As an eighth grader, he was cut from his middle school team in Trotwood and then cut from the Dayton Metro AAU team, as well.

“I remember him calling me up and he’s cryin’ and carryin’ on about being cut,” Kenny Hayes Sr. said. a couple mornings ago.

“And I remember telling him, ‘Look, make sure you’re at the gym every day and I’ll work with you. You don’t have to play on a team to get better. Individual workouts will do it, too.’”

Hayes said he also became the manager of the team that cut him:

“I got to practice with them, too. I wanted to do whatever I could to stay around basketball.”

The next year Hayes’ mom, Sheila, and his stepdad, the late Hank Johnson, moved to Clayton and Kenny – at just 5-foot-5 and 115 pounds – became the smallest guy to make Northmont’s freshman team.

Soon he was embraced by varsity coach Jim Brown and was brought up to his team. By the time he was a senior, he was the Greater Western Ohio Conference Player of the Year.

Then another snafu – his academic standing with the NCAA — kept him from going to Wright State and forced him to spend a season at St.

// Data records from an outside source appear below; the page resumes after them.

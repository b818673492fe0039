//! End-to-end scenarios: parse a Python snippet, transpile, assert on
//! the emitted Zig text.

use zigpyler_core::ZigpylerPipeline;

fn transpile(source: &str) -> String {
    // Surface the pipeline's stage spans in test output under RUST_LOG.
    let _ = tracing_subscriber::fmt()
        .with_env_filter(tracing_subscriber::EnvFilter::from_default_env())
        .with_test_writer()
        .try_init();
    ZigpylerPipeline::new().transpile(source).unwrap()
}

#[test]
fn recursive_fib_emits_plain_integer_function() {
    let out = transpile(
        "def fib(n): return n if n<=1 else fib(n-1)+fib(n-2)\nprint(fib(10))\n",
    );
    // Pure arithmetic: no allocator, no error union.
    assert!(out.contains("fn fib(n: i64) i64"), "{out}");
    assert!(out.contains("py.print(.{ fib(10) });"), "{out}");
    assert!(out.contains("pub fn main() !void"), "{out}");
    assert!(out.contains("try __user_main(__alloc);"), "{out}");
}

#[test]
fn tuple_unpack_binds_int_and_string() {
    let out = transpile("a, b = 1, \"x\"\nprint(a)\nprint(b)\n");
    // The string binding has target string type.
    assert!(out.contains("var b: []const u8 = undefined;"), "{out}");
    assert!(out.contains("var a: i64 = undefined;"), "{out}");
    // RHS evaluates once into a fresh temporary.
    assert!(out.contains("const __unpack_tmp_"), "{out}");
    let a_print = out.find("py.print(.{ a });").expect("print(a)");
    let b_print = out.find("py.print(.{ b });").expect("print(b)");
    assert!(a_print < b_print, "print order must match source");
}

#[test]
fn unittest_module_emits_runner_with_one_line_per_test() {
    let out = transpile(
        r#"
import unittest

class MyTests(unittest.TestCase):
    def test_pass(self):
        self.assertEqual(2 + 2, 4)

    def test_fail(self):
        self.assertEqual(2, 3)

if __name__ == "__main__":
    unittest.main()
"#,
    );
    assert!(out.contains("fn __test_MyTests_test_pass"), "{out}");
    assert!(out.contains("fn __test_MyTests_test_fail"), "{out}");
    assert!(
        out.contains("record(\"test_MyTests_test_pass\""),
        "{out}"
    );
    assert!(
        out.contains("record(\"test_MyTests_test_fail\""),
        "{out}"
    );
    // Source order: the passing test runs first.
    let pass_at = out.find("record(\"test_MyTests_test_pass\"").unwrap();
    let fail_at = out.find("record(\"test_MyTests_test_fail\"").unwrap();
    assert!(pass_at < fail_at);
    // Assertions delegate to runtime helpers of the same name.
    assert!(out.contains("py.unittest.assertEqual((2 + 2), 4)"), "{out}");
    // The runner owns the exit status.
    assert!(out.contains("py.unittest.finalize(&__results);"), "{out}");
    assert!(out.contains("try __run_tests(__alloc);"), "{out}");
    // unittest.main() itself is dropped.
    assert!(!out.contains("unittest.main"), "{out}");
}

#[test]
fn augmented_operator_dispatches_to_dunder_and_rebinds() {
    let out = transpile(
        r#"
class A:
    def __add__(self, o):
        return A()

x = A()
x += A()
"#,
    );
    // No __iadd__, so __add__ is called and the binding is rebound.
    assert!(out.contains("x = x.__add__("), "{out}");
    // Mutable binding keyword for the augmented target.
    assert!(out.contains("var x: A = undefined;"), "{out}");
}

#[test]
fn nested_class_captures_outer_variable() {
    let out = transpile(
        r#"
def f():
    count = 0
    class C:
        def inc(self):
            return count + 1
    return C()
"#,
    );
    // Hidden capture field of the matching type.
    assert!(out.contains("__captured_count: i64,"), "{out}");
    // The instantiation site passes the captured value.
    assert!(out.contains("C.init(__alloc, count)"), "{out}");
    // Reads inside the class go through the hidden field.
    assert!(out.contains("self.__captured_count"), "{out}");
    // Nested instances are heap pointers.
    assert!(out.contains(") !*C"), "{out}");
}

#[test]
fn json_round_trip_goes_through_the_runtime() {
    let out = transpile(
        "import json\nprint(json.dumps(json.loads('{\"x\":[1,2,3]}')))\n",
    );
    assert!(out.contains("py.json.loads(__alloc,"), "{out}");
    assert!(out.contains("py.json.dumps(__alloc,"), "{out}");
}

#[test]
fn generated_file_has_the_fixed_preamble() {
    let out = transpile("x = 1\n");
    assert!(out.starts_with("// Generated by zigpyler."));
    assert!(out.contains("const std = @import(\"std\");"));
    assert!(out.contains("const py = @import(\"runtime.zig\");"));
}

#[test]
fn fstring_lowering_and_literal_degradation() {
    let out = transpile("n = 3\ns = f\"n={n}!\"\nprint(s)\nt = f\"plain\"\n");
    assert!(out.contains("py.fmt.format(__alloc, \"n={}!\""), "{out}");
    // Placeholder-free f-strings degrade to plain literals.
    assert!(out.contains("\"plain\""), "{out}");
    assert!(!out.contains("py.fmt.format(__alloc, \"plain\""), "{out}");
}

#[test]
fn generators_collect_into_eager_sequences() {
    let out = transpile(
        "def gen(n):\n    for i in range(n):\n        yield i * 2\n",
    );
    assert!(
        out.contains("fn gen(__alloc: std.mem.Allocator, n: i64) !std.ArrayList(i64)"),
        "{out}"
    );
    assert!(out.contains("var __yield_acc = std.ArrayList(i64).init(__alloc);"), "{out}");
    assert!(out.contains("try __yield_acc.append((i * 2));"), "{out}");
    assert!(out.contains("return __yield_acc;"), "{out}");
}

#[test]
fn try_except_lowers_to_pending_error_slot() {
    let out = transpile(
        r#"
def risky():
    try:
        raise ValueError("bad")
    except ValueError as e:
        return 1
    return 0
"#,
    );
    assert!(out.contains(": ?anyerror = null;"), "{out}");
    assert!(out.contains("error.ValueError"), "{out}");
    // The handler matches on the error tag.
    assert!(out.contains("== error.ValueError"), "{out}");
    // The message travels through the runtime slot.
    assert!(out.contains("py.setExcMessage(.{ \"bad\" });"), "{out}");
}

#[test]
fn range_for_becomes_counted_loop() {
    let out = transpile("def s(n):\n    total = 0\n    for i in range(n):\n        total = total + i\n    return total\n");
    assert!(out.contains("var i: i64 = 0;"), "{out}");
    assert!(out.contains("while (py.rangeCheck(i, n, 1)) : (i += 1)"), "{out}");
    // Written twice, so the accumulator is mutable.
    assert!(out.contains("var total = 0;"), "{out}");
}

Catherine College, a small NAIA school in Kentucky, where he said head coach Wade O’Connor pushed him to shed his congenial nature and have “a killer instinct” on the court.

After that came a year of junior college basketball at Cincinnati State, where he won All-America honors.

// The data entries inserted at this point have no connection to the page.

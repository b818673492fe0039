//! Zig source emission: the backend that walks the typed module and
//! streams one target source file.
//!
//! Components D (signatures) and E (statements/expressions) live in the
//! submodules; this root drives module-level emission order, the
//! file-scope binding split for module globals, and the program entry
//! point that dispatches to `__user_main` or the generated test runner.

pub mod assign_gen;
pub mod callable;
pub mod class_gen;
pub mod context;
pub mod expr_gen;
pub mod func_gen;
pub mod keywords;
pub mod stmt_gen;
pub mod type_gen;
pub mod unittest_gen;

use anyhow::Result;
use tracing::debug;
use zigpyler_analysis::{ModuleTypes, TraitsTable, UsageTable};
use zigpyler_hir::{AssignTarget, HirExpr, HirModule, HirStmt, Literal};

use crate::class_registry::ClassRegistry;
use crate::import_registry::ImportRegistry;

pub use context::ZigBackend;
pub use type_gen::zig_type_plain;

/// Emit one module as Zig source text.
pub fn emit_module(
    module: &HirModule,
    types: &ModuleTypes,
    usage: &UsageTable,
    traits: &TraitsTable,
    classes: &ClassRegistry,
    imports: &ImportRegistry,
) -> Result<String> {
    let mut backend = ZigBackend::new(module, types, usage, traits, classes, imports);
    backend.run()
}

impl ZigBackend<'_> {
    fn run(&mut self) -> Result<String> {
        // Annotation conflicts surface in the comment stream; the
        // annotation already won during inference.
        for conflict in &self.types.annotation_conflicts.clone() {
            self.warn(format!(
                "annotation for `{}` in `{}` overrides inferred {} with {}",
                conflict.name,
                if conflict.scope.is_empty() {
                    "<module>"
                } else {
                    conflict.scope.as_str()
                },
                conflict.inferred,
                conflict.annotated,
            ));
        }

        self.collect_file_scope_names();
        let consumed = self.emit_file_scope_bindings()?;
        self.emit_closure_decls()?;

        // Function-local classes hoist to file scope so signatures can
        // name them; their capture fields carry the enclosing state.
        let hoisted: Vec<String> = self
            .classes
            .iter()
            .filter(|(_, info)| info.is_nested && info.parent_class.is_none())
            .map(|(name, _)| name.clone())
            .collect();
        for name in hoisted {
            self.emit_class(&name)?;
        }

        let mut user_main: Vec<&HirStmt> = Vec::new();
        let body: Vec<HirStmt> = self.module.body.clone();
        for (index, stmt) in body.iter().enumerate() {
            match stmt {
                HirStmt::FunctionDef(func) => self.emit_function(func)?,
                HirStmt::ClassDef(class) => self.emit_class(&class.name)?,
                other => {
                    if consumed.contains(&index) || is_unittest_main_call(other) {
                        continue;
                    }
                    user_main.push(other);
                }
            }
        }

        let has_tests = self.classes.has_test_cases();
        let has_user_main = !user_main.is_empty();
        if has_user_main {
            self.emit_user_main(&user_main)?;
        }
        if has_tests {
            self.emit_test_harness()?;
        }
        self.emit_main(has_tests, has_user_main);

        debug!(
            warnings = self.warnings.len(),
            tests = has_tests,
            "module emission complete"
        );
        Ok(self.assemble())
    }

    /// Module-level symbol bindings become file-scope declarations so
    /// functions can read (and, through `global`, write) them.
    fn collect_file_scope_names(&mut self) {
        for stmt in &self.module.body {
            match stmt {
                HirStmt::Assign { targets, .. } => {
                    for target in targets {
                        collect_symbols(target, &mut self.file_scope_names);
                    }
                }
                HirStmt::AnnAssign { target, .. } | HirStmt::AugAssign { target, .. } => {
                    collect_symbols(target, &mut self.file_scope_names);
                }
                _ => {}
            }
        }
    }

    /// Returns the indices of module statements consumed as direct
    /// file-scope bindings.
    fn emit_file_scope_bindings(&mut self) -> Result<indexmap::IndexSet<usize>> {
        let body: Vec<HirStmt> = self.module.body.clone();
        let mut pending_blank = false;
        let mut consumed = indexmap::IndexSet::new();
        let mut declared = indexmap::IndexSet::new();
        for (index, stmt) in body.iter().enumerate() {
            match stmt {
                // Literal initializers bind directly at file scope with
                // the one-shot initializer; later writes stay in
                // `__user_main`.
                HirStmt::Assign { targets, value }
                    if is_file_scope_literal_binding(stmt)
                        && targets[0]
                            .as_symbol()
                            .is_some_and(|n| !declared.contains(n)) =>
                {
                    let Some(name) = targets[0].as_symbol() else {
                        continue;
                    };
                    declared.insert(name.to_string());
                    consumed.insert(index);
                    let usage = self.usage.usage("", name);
                    let keyword = if usage.is_mutated { "var" } else { "const" };
                    let ty = self.expr_type(value);
                    let annotation = match &ty {
                        t if matches!(
                            t,
                            zigpyler_hir::NativeType::Int(zigpyler_hir::IntKind::Unbounded)
                                | zigpyler_hir::NativeType::BigInt
                        ) =>
                        {
                            format!(": {}", self.zig_type(t))
                        }
                        _ => String::new(),
                    };
                    let text = self.emit_expr(value)?;
                    self.out
                        .line(&format!("{keyword} {name}{annotation} = {text};"));
                    pending_blank = true;
                }
                // Everything else declares the slot; the value arrives
                // in `__user_main`.
                HirStmt::Assign { targets, .. } => {
                    for target in targets {
                        self.emit_undefined_slot(target, &mut declared);
                    }
                    pending_blank = true;
                }
                HirStmt::AnnAssign { target, .. } => {
                    self.emit_undefined_slot(target, &mut declared);
                    pending_blank = true;
                }
                _ => {}
            }
        }
        if pending_blank {
            self.out.blank();
        }
        Ok(consumed)
    }

    fn emit_undefined_slot(
        &mut self,
        target: &AssignTarget,
        declared: &mut indexmap::IndexSet<String>,
    ) {
        match target {
            AssignTarget::Symbol(name) => {
                if !declared.insert(name.clone()) {
                    return;
                }
                let ty = self.types.var_type("", name).refined();
                let zig_ty = self.zig_type(&ty);
                self.out.line(&format!("var {name}: {zig_ty} = undefined;"));
            }
            AssignTarget::Tuple(parts) => {
                for part in parts {
                    self.emit_undefined_slot(part, declared);
                }
            }
            _ => {}
        }
    }

    fn emit_user_main(&mut self, statements: &[&HirStmt]) -> Result<()> {
        self.out
            .open("fn __user_main(__alloc: std.mem.Allocator) !void");
        self.scope = String::new();
        self.current_fn_has_error_union = true;
        self.current_fn_has_alloc = true;
        self.declared.enter();
        self.out.line("_ = &__alloc;");
        for stmt in statements {
            self.emit_stmt(stmt)?;
        }
        self.declared.exit();
        self.out.close();
        self.out.blank();
        Ok(())
    }

    fn emit_main(&mut self, has_tests: bool, has_user_main: bool) {
        self.out.open("pub fn main() !void");
        self.out
            .line("var __gpa = std.heap.GeneralPurposeAllocator(.{}){};");
        self.out.line("defer _ = __gpa.deinit();");
        self.out.line("const __alloc = __gpa.allocator();");
        if has_tests {
            // Unittest entry: the runner owns the process outcome.
            self.out.line("try __run_tests(__alloc);");
        } else if has_user_main {
            self.out.line("try __user_main(__alloc);");
        } else {
            self.out.line("_ = __alloc;");
        }
        self.out.close();
    }

    fn assemble(&mut self) -> String {
        let mut file = String::new();
        file.push_str("// Generated by zigpyler. Do not edit.\n");
        for warning in &self.warnings {
            file.push_str(&format!("// warning: {warning}\n"));
        }
        file.push('\n');
        file.push_str("const std = @import(\"std\");\n");
        file.push_str("const py = @import(\"runtime.zig\");\n");
        file.push('\n');
        file.push_str(std::mem::take(&mut self.out).finish().as_str());
        file
    }
}

fn collect_symbols(target: &AssignTarget, out: &mut indexmap::IndexSet<String>) {
    match target {
        AssignTarget::Symbol(name) => {
            out.insert(name.clone());
        }
        AssignTarget::Tuple(parts) => parts.iter().for_each(|p| collect_symbols(p, out)),
        _ => {}
    }
}

/// `x = <literal>` at module level gets a direct file-scope binding.
fn is_file_scope_literal_binding(stmt: &HirStmt) -> bool {
    let HirStmt::Assign { targets, value } = stmt else {
        return false;
    };
    targets.len() == 1
        && targets[0].as_symbol().is_some()
        && matches!(
            value,
            HirExpr::Literal(
                Literal::Int(_) | Literal::Float(_) | Literal::Str(_) | Literal::Bool(_)
            )
        )
}

/// `unittest.main()` has no meaning under AOT compilation; the entry
/// point dispatches to the generated runner instead.
fn is_unittest_main_call(stmt: &HirStmt) -> bool {
    let HirStmt::Expr(HirExpr::Call { func, .. }) = stmt else {
        return false;
    };
    func.dotted_name().as_deref() == Some("unittest.main")
}

#[cfg(test)]
mod tests {
    use super::*;

    #[test]
    fn literal_binding_detection() {
        let literal = HirStmt::Assign {
            targets: vec![AssignTarget::Symbol("x".to_string())],
            value: HirExpr::Literal(Literal::Int(1)),
        };
        assert!(is_file_scope_literal_binding(&literal));

        let call = HirStmt::Assign {
            targets: vec![AssignTarget::Symbol("x".to_string())],
            value: HirExpr::Call {
                func: Box::new(HirExpr::Var("f".to_string())),
                args: vec![],
                kwargs: vec![],
            },
        };
        assert!(!is_file_scope_literal_binding(&call));
    }

    #[test]
    fn unittest_main_detection() {
        let stmt = HirStmt::Expr(HirExpr::Call {
            func: Box::new(HirExpr::Attribute {
                value: Box::new(HirExpr::Var("unittest".to_string())),
                attr: "main".to_string(),
            }),
            args: vec![],
            kwargs: vec![],
        });
        assert!(is_unittest_main_call(&stmt));
    }
}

That finally got him to Miami University where as a 6-foot-2 star guard, he became a sidekick of Coach Charlie Coles.

“Guys on the team used to give me crap, and call me the ‘coach’s son,’ but it was never like that. He’d get on me in practice, but then we’d go in his office and could talk for hours about life.”

Coles — who once who told me Hayes was one of his favorite players ever — died in 2013 and his wife asked Kenny to be a pallbearer.

“To this day I miss him,” Hayes said. “I pray every night and he’s always in my prayers. I know he and my stepdad are watching over me.

“And one day soon I’m going to get a portrait of them tattooed on my back.

“To me they’re heroes without capes.”

More than just the NBA

Hayes admits it took a while for him to adjust from focusing solely on the NBA.

It had been his dream since he was a kid and after Miami, he had had an invitation to the Cleveland Cavaliers camp and made it to the final preseason cut.

“My No. 1 goal was the play in the NBA,” he said. “That’s why, when I started out in the (NBA’s) D-League (he played two seasons for the Maine Red Claws where he was voted the league’s Most Improved Player in the 2011-12 season ), I turned down deals in Europe. I was like, ‘No, no, no, it’s got to be the NBA!’

“Finally I realized I have to do something to support my family. I got a nice offer my first year in Europe and ever since then it’s been hard to turn down the money. When you start to reach $250,000 and $350,000 tax free, it’s hard to leave.”

Actually, though, his big break did come in the D-League. In a March game in 2012, he scored 52 points against the Springfield Armor.

“It was a crazy, especially considering my pregame meal was Cheez-Its and Skittles,” he laughed. “Two of us did community service for the team and didn’t get back until late. That’s all I had time to eat.”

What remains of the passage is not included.